Requirement: Go through the data below. List every line that holds the word "listings".

--- Dataset records Enclosed Below ---

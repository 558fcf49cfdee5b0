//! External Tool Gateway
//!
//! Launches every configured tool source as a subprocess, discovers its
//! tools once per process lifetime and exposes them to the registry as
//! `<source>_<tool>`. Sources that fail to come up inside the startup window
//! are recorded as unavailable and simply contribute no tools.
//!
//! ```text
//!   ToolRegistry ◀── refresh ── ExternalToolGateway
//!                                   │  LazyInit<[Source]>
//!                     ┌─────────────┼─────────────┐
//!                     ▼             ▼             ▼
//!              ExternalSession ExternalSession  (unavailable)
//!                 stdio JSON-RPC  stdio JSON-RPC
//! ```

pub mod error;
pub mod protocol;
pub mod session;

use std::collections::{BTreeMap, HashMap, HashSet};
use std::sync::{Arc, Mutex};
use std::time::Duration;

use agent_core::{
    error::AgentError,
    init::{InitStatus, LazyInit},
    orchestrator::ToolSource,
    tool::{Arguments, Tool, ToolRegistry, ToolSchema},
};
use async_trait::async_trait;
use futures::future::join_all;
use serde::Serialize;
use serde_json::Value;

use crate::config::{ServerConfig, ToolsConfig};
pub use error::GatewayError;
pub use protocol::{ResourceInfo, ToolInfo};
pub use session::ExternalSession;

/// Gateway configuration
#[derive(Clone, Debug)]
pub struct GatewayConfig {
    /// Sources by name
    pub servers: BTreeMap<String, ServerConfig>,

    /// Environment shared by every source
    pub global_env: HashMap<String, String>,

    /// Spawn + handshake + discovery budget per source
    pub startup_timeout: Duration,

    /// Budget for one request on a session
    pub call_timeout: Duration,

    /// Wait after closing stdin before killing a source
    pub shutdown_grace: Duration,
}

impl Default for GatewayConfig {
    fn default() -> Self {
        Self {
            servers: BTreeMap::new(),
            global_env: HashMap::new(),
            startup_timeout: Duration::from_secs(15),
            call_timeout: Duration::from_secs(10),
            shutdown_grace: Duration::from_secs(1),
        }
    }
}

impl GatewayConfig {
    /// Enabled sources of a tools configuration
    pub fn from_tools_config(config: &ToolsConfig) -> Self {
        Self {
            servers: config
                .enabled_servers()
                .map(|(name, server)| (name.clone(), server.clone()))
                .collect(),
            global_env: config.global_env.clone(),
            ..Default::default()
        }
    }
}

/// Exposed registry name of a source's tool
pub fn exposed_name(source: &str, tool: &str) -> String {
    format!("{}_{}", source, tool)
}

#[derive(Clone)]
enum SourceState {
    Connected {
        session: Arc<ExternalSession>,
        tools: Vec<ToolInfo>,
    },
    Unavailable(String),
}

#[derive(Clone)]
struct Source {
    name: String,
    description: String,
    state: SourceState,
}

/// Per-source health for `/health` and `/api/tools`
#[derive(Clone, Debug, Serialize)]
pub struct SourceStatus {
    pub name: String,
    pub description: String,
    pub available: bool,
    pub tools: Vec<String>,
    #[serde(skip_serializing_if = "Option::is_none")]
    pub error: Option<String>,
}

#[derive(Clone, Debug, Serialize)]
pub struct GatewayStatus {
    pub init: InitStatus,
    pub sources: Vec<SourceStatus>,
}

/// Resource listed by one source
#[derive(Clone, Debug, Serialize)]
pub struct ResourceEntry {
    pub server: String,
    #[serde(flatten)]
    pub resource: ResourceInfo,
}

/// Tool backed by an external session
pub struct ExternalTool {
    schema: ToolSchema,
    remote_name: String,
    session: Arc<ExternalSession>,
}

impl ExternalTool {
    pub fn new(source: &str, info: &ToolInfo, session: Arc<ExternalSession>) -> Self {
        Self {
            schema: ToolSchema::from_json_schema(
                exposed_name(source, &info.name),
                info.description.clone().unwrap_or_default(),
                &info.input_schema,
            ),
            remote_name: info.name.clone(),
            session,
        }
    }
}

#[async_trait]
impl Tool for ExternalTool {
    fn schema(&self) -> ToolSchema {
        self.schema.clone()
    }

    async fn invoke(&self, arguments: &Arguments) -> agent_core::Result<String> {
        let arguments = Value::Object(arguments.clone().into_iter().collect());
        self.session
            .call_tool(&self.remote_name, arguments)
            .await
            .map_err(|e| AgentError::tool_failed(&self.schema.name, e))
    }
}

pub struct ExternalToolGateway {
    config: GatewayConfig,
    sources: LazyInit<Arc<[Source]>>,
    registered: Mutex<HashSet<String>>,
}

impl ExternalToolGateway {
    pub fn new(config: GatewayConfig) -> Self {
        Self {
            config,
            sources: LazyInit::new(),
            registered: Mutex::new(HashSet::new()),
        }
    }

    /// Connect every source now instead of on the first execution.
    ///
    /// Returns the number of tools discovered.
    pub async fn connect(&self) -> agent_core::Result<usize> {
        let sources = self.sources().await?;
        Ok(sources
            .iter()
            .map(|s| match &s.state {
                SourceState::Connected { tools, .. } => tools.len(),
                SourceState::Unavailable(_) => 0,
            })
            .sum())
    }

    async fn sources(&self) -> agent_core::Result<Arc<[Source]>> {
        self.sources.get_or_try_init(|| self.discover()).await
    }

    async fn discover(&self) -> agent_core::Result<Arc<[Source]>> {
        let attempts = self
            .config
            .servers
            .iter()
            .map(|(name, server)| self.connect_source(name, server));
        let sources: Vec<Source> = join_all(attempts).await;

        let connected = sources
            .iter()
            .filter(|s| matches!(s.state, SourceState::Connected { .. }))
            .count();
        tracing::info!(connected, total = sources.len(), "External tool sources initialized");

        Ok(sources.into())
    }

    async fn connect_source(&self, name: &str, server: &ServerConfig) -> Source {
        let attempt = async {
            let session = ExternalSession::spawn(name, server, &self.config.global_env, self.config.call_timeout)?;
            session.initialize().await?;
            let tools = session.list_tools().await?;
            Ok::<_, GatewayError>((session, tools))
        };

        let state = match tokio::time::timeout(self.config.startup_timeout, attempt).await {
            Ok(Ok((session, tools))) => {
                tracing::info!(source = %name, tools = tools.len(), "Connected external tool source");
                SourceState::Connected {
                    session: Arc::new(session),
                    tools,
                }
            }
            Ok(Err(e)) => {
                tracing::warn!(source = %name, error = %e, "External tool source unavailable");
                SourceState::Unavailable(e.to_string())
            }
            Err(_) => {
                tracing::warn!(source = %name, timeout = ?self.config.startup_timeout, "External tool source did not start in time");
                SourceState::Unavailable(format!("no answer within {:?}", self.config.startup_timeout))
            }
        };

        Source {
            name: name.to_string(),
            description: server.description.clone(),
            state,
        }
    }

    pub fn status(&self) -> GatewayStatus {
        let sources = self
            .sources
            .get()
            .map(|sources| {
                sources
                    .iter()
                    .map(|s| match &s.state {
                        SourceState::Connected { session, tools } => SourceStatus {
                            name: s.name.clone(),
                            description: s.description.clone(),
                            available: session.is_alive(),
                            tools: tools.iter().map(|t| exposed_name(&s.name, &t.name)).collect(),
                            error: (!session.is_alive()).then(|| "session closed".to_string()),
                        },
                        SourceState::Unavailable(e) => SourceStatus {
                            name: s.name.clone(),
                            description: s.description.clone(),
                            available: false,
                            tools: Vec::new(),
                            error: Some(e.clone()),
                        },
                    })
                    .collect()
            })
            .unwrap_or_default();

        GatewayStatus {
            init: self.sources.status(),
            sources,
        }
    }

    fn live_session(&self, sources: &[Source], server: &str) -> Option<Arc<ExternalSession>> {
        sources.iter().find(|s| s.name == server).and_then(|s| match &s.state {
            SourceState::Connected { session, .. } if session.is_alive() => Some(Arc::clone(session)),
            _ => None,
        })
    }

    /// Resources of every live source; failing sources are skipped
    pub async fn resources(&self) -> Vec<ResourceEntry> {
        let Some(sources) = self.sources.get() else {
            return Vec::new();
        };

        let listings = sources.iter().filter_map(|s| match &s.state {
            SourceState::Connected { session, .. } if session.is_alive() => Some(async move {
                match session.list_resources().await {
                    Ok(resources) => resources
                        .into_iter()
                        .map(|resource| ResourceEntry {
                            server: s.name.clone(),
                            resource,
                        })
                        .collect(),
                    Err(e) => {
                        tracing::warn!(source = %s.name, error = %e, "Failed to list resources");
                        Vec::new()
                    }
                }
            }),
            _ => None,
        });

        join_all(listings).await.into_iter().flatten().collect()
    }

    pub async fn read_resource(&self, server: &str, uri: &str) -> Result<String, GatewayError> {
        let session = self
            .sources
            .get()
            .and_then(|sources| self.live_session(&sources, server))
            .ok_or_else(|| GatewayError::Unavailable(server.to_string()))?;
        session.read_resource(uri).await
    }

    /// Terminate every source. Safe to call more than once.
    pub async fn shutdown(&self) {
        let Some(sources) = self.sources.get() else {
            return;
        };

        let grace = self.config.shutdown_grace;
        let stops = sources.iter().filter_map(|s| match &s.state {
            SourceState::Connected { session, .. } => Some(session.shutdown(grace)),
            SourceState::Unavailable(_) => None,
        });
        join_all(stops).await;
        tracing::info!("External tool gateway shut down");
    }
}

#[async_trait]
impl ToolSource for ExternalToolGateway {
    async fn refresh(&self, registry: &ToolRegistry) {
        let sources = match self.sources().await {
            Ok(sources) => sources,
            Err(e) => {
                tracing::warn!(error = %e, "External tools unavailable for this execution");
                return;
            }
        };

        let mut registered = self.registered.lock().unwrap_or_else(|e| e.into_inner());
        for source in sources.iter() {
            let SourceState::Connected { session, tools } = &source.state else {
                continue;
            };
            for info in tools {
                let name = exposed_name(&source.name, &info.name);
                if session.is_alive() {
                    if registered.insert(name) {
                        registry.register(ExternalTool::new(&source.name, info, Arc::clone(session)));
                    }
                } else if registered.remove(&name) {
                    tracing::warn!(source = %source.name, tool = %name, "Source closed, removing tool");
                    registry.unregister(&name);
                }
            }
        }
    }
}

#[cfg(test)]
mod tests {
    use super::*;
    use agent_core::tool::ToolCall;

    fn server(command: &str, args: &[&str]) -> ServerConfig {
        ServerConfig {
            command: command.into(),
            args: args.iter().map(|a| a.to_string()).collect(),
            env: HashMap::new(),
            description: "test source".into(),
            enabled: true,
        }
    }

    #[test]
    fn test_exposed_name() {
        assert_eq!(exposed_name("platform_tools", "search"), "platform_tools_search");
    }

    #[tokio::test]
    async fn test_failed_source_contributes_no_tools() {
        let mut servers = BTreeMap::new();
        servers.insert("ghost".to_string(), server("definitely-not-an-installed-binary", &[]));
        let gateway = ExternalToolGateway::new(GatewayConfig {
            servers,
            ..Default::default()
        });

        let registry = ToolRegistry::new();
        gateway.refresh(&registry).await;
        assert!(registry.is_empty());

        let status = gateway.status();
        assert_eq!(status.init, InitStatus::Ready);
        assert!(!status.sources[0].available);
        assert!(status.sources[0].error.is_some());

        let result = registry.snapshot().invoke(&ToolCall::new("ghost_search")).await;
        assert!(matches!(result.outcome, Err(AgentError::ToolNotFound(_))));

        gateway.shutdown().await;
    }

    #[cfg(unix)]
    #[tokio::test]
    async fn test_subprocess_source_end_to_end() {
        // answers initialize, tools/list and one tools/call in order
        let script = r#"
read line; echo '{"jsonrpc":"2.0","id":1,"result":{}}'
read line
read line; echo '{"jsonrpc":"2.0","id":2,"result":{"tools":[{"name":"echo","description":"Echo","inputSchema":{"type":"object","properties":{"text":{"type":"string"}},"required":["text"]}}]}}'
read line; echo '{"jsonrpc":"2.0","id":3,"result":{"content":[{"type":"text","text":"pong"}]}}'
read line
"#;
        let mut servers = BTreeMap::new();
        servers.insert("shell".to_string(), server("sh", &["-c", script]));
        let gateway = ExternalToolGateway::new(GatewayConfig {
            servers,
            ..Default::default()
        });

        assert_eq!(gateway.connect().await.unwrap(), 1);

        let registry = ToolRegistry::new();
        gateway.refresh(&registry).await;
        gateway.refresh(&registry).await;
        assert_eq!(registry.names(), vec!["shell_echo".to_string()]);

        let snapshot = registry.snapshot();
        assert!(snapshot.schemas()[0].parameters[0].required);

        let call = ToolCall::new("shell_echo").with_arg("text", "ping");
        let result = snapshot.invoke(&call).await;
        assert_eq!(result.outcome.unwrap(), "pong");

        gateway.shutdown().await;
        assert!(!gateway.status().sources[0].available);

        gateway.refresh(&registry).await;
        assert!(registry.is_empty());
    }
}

--- End of Enclosed Dataset records ---

Solution to this problem:
        let listings = sources.iter().filter_map(|s| match &s.state {
        join_all(listings).await.into_iter().flatten().collect()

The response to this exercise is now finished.